## ABOUT THIS EXERCISE
Only the lines that contain the string "name" belong in the answer; pull them from the records.

## DATASET CONTENT
>>

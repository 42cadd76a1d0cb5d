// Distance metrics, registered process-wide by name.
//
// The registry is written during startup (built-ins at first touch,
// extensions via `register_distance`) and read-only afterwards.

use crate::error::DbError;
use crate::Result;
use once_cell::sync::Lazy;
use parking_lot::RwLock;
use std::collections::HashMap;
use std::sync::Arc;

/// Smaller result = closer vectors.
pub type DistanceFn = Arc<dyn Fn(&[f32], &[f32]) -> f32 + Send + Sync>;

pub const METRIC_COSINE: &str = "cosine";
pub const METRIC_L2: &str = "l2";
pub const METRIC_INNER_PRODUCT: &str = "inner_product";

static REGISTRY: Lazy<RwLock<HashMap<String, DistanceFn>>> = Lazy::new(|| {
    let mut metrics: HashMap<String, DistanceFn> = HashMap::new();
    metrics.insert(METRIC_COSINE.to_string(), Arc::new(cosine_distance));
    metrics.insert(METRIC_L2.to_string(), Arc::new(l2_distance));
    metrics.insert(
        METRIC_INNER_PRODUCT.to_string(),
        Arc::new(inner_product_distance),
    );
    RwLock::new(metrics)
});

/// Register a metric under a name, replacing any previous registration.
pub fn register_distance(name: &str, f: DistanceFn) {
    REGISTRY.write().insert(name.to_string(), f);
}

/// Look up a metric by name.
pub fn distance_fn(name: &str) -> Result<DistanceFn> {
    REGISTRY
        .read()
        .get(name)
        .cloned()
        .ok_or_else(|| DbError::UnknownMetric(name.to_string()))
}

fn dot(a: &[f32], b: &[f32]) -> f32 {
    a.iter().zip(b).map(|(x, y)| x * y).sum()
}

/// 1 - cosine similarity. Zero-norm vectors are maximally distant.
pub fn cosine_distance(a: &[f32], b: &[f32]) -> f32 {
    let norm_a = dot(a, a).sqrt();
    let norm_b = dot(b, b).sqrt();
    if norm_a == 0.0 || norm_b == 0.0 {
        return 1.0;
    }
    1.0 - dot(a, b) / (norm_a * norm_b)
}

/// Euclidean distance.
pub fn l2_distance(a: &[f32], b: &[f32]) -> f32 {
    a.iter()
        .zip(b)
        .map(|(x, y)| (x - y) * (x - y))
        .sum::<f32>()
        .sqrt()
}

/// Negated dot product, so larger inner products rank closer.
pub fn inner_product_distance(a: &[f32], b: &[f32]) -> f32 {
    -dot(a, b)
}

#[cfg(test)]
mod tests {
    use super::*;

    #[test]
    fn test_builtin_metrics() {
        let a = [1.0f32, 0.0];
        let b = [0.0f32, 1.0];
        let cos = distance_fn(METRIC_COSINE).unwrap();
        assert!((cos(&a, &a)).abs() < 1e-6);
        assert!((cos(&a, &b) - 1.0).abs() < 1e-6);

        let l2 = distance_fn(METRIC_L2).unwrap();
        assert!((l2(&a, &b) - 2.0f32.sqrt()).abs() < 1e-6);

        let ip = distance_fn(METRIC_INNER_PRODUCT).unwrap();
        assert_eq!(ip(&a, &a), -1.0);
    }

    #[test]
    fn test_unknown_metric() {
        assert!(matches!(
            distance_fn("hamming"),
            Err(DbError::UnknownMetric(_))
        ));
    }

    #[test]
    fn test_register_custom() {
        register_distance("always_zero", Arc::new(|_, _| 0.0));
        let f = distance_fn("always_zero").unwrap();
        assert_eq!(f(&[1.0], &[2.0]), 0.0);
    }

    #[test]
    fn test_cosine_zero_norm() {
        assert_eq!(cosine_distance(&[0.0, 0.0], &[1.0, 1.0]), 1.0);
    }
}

<<

## PROBLEM SOLUTION
// Distance metrics, registered process-wide by name.
/// Register a metric under a name, replacing any previous registration.
pub fn register_distance(name: &str, f: DistanceFn) {
    REGISTRY.write().insert(name.to_string(), f);
/// Look up a metric by name.
pub fn distance_fn(name: &str) -> Result<DistanceFn> {
        .get(name)
        .ok_or_else(|| DbError::UnknownMetric(name.to_string()))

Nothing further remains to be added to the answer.